The film includes excerpts from lengthy footage filmed by Margaux in 1983, called by a reviewer the "most riveting depictions of the Hemingway clan". It demonstrates the contrast between the two sisters: Margaux's modeling and acting career ultimately collapsed, and in 1996 she died of a drug overdose just days before the 35th anniversary of her grandfather's suicide, while Mariel's early career was successful. In the documentary, Mariel describes her own experience with depression and thoughts of suicide, which she says she has overcome, and talks of her difficulties in dealing with sometimes abusive family members, (Note: She states in the documentary: "When I was really small, and I shared a room with Margaux, and my dad came in the room, you know... I don't wanna call it what it was, but it wasn't right, you know... um, it's hard to have a visual of that, you don't wanna see your dad doing those things, but I know it, I know it happened.

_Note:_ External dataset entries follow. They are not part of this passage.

//! Best-effort parser for a textual subset of Turtle.
//!
//! Turns a document into one [`ParsedEntity`] per subject block:
//!
//! ```text
//! <https://pod.example/card#me>
//!     a schema:Person, foaf:Agent ;
//!     schema:name "Alice" ;
//!     schema:knows <https://pod.example/bob#me> ;
//!     schema:address [ a schema:PostalAddress ; schema:city "Lisbon" ] .
//! ```
//!
//! This is a line-oriented scan, not a grammar. Blocks without a leading
//! `<subject>` and statements that do not look like `predicate object` are
//! dropped silently. [`parse`] never fails and never panics.

mod block;
pub(crate) mod scanner;

use std::sync::LazyLock;

use regex::Regex;
use serde::Serialize;
use serde::ser::{SerializeMap, Serializer};

use crate::config::{MAX_NESTING_DEPTH, TYPE_TOKEN};
use scanner::Object;

pub use block::split_blocks;

/// `predicate objects` where predicate is `prefix:local` or `<IRI>`.
static STATEMENT: LazyLock<Regex> = LazyLock::new(|| {
    Regex::new(r#"^(<[^<>]+>|[A-Za-z0-9_.\-]*:[^ \t\r\n"<>\[\]]*)[ \t\r\n]+(.+)$"#)
        .expect("statement pattern is valid")
});

// =============================================================================
// Data Model
// =============================================================================

/// One subject and everything stated about it.
#[derive(Debug, Clone, Default, PartialEq, Serialize)]
pub struct ParsedEntity {
    /// Subject IRI. Empty for nested blank nodes.
    pub subject: String,
    /// Values of the `a` statement, in document order.
    pub types: Vec<String>,
    /// Remaining statements, in first-seen key order.
    pub properties: Properties,
}

impl ParsedEntity {
    /// Whether this entity came from a nested blank node.
    pub fn is_blank(&self) -> bool {
        self.subject.is_empty()
    }
}

/// Value of a property: one string, repeated strings, or nested entities.
#[derive(Debug, Clone, PartialEq, Serialize)]
#[serde(untagged)]
pub enum PropertyValue {
    Single(String),
    List(Vec<String>),
    Entities(Vec<ParsedEntity>),
}

impl PropertyValue {
    /// Number of values held.
    pub fn len(&self) -> usize {
        match self {
            Self::Single(_) => 1,
            Self::List(items) => items.len(),
            Self::Entities(items) => items.len(),
        }
    }

    /// Whether the value holds no items (an empty list or entity list).
    pub fn is_empty(&self) -> bool {
        self.len() == 0
    }
}

/// Insertion-ordered property map.
///
/// Keys keep the order in which they were first seen; repeated keys merge
/// into the existing entry.
#[derive(Debug, Clone, Default, PartialEq)]
pub struct Properties(Vec<(String, PropertyValue)>);

impl Properties {
    pub fn new() -> Self {
        Self::default()
    }

    pub fn len(&self) -> usize {
        self.0.len()
    }

    pub fn is_empty(&self) -> bool {
        self.0.is_empty()
    }

    pub fn get(&self, key: &str) -> Option<&PropertyValue> {
        self.0.iter().find(|(k, _)| k == key).map(|(_, v)| v)
    }

    pub fn iter(&self) -> impl Iterator<Item = (&str, &PropertyValue)> {
        self.0.iter().map(|(k, v)| (k.as_str(), v))
    }

    pub fn keys(&self) -> impl Iterator<Item = &str> {
        self.0.iter().map(|(k, _)| k.as_str())
    }

    /// Add a string value, promoting a single value to a list on repeat.
    ///
    /// Returns `false` when the key already holds nested entities.
    pub fn insert_text(&mut self, key: &str, value: String) -> bool {
        let Some(existing) = self.entry_mut(key) else {
            self.0.push((key.to_string(), PropertyValue::Single(value)));
            return true;
        };
        match existing {
            PropertyValue::Single(first) => {
                let first = std::mem::take(first);
                *existing = PropertyValue::List(vec![first, value]);
                true
            }
            PropertyValue::List(values) => {
                values.push(value);
                true
            }
            PropertyValue::Entities(_) => false,
        }
    }

    /// Add a nested entity. Returns `false` when the key already holds strings.
    pub fn insert_entity(&mut self, key: &str, entity: ParsedEntity) -> bool {
        let Some(existing) = self.entry_mut(key) else {
            self.0
                .push((key.to_string(), PropertyValue::Entities(vec![entity])));
            return true;
        };
        match existing {
            PropertyValue::Entities(entities) => {
                entities.push(entity);
                true
            }
            _ => false,
        }
    }

    fn entry_mut(&mut self, key: &str) -> Option<&mut PropertyValue> {
        self.0.iter_mut().find(|(k, _)| k == key).map(|(_, v)| v)
    }
}

impl Serialize for Properties {
    fn serialize<S: Serializer>(&self, serializer: S) -> Result<S::Ok, S::Error> {
        let mut map = serializer.serialize_map(Some(self.0.len()))?;
        for (key, value) in &self.0 {
            map.serialize_entry(key, value)?;
        }
        map.end()
    }
}

// =============================================================================
// Parser
// =============================================================================

/// Parse every subject block of a document.
pub fn parse(content: &str) -> Vec<ParsedEntity> {
    let entities: Vec<ParsedEntity> = split_blocks(content)
        .into_iter()
        .filter_map(parse_block)
        .collect();
    tracing::debug!(
        bytes = content.len(),
        entities = entities.len(),
        "parsed turtle content"
    );
    entities
}

/// Parse a single block, or `None` if it has no leading `<subject>`.
fn parse_block(block: &str) -> Option<ParsedEntity> {
    let lines = block::block_lines(block);
    let first = lines.first()?;
    let Some((subject, rest)) = block::leading_subject(first) else {
        tracing::trace!(line = %first, "skipping block without subject");
        return None;
    };

    let mut body = String::from(rest.trim());
    for line in &lines[1..] {
        body.push(' ');
        body.push_str(line);
    }

    let mut entity = parse_body(&body, 0);
    entity.subject = subject.to_string();
    Some(entity)
}

/// Parse the statements following a subject (or inside a blank node).
fn parse_body(body: &str, depth: usize) -> ParsedEntity {
    let mut entity = ParsedEntity::default();
    let mut has_types = false;

    for statement in scanner::split_top_level(scanner::until_terminator(body), ';') {
        let statement = statement.trim();
        if statement.is_empty() {
            continue;
        }

        if let Some(types) = type_statement(statement) {
            if !has_types {
                entity.types = types;
                has_types = true;
            }
            continue;
        }

        let Some(caps) = STATEMENT.captures(statement) else {
            tracing::trace!(%statement, "skipping unrecognized statement");
            continue;
        };
        let (Some(predicate), Some(objects)) = (caps.get(1), caps.get(2)) else {
            continue;
        };
        let key = strip_brackets(predicate.as_str());

        for object in scanner::split_top_level(objects.as_str(), ',') {
            insert_object(&mut entity.properties, key, object, depth);
        }
    }

    entity
}

fn insert_object(properties: &mut Properties, key: &str, object: &str, depth: usize) {
    let inserted = match scanner::parse_object(object) {
        Some(Object::Literal(value)) => properties.insert_text(key, value),
        Some(Object::Iri(iri)) => properties.insert_text(key, iri.to_string()),
        Some(Object::BlankNode(inner)) if depth < MAX_NESTING_DEPTH => {
            properties.insert_entity(key, parse_body(inner, depth + 1))
        }
        Some(Object::BlankNode(_)) | None => {
            tracing::trace!(key, object = object.trim(), "skipping object");
            return;
        }
    };
    if !inserted {
        tracing::trace!(key, "dropping value of a different kind than existing values");
    }
}

/// Recognize `a T1, T2` and return its types.
fn type_statement(statement: &str) -> Option<Vec<String>> {
    let rest = statement.strip_prefix(TYPE_TOKEN)?;
    if !rest.starts_with(char::is_whitespace) {
        return None;
    }
    let types = scanner::split_top_level(rest.replace(';', " ").trim(), ',')
        .into_iter()
        .map(|t| strip_brackets(t.trim()).to_string())
        .filter(|t| !t.is_empty())
        .collect();
    Some(types)
}

fn strip_brackets(value: &str) -> &str {
    value
        .strip_prefix('<')
        .and_then(|v| v.strip_suffix('>'))
        .unwrap_or(value)
}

I think that my dad abused the girls [Margaux and Joan], sexually abused the girls, um, when they were young. My dad, if you met him, was not, you don't think 'oh, pedophile', or this or that, you just didn't, that's not what came to your mind at all, at all, he was a beautiful man and in many ways, but I think it happened in drunk, you know, behavior, you know 'my wife doesn't love me', I don't know what the reasons were. You know 'I'm obsessed with my daughters', I don't know why a person can even go there.... I know people would say, 'there's no way in hell your father did that'. And yet, Margaux was obsessed with him, Muffet was obsessed with him, and my mother allowed me to sleep with her my whole childhood practically. I slept with my mom from age seven to age sixteen. But I witnessed it as a kid, so... that's why I thought it never happened to me, because... I don't know why it didn't, but I just assumed it happened to them and it didn't happen to me.") and with the mental illness of her sister Muffet, diagnosed with "bipolar schizophrenia".

==Reception==
A reviewer called the film "one of the bleakest snapshots of the human soul at this year's [Sundance] festival".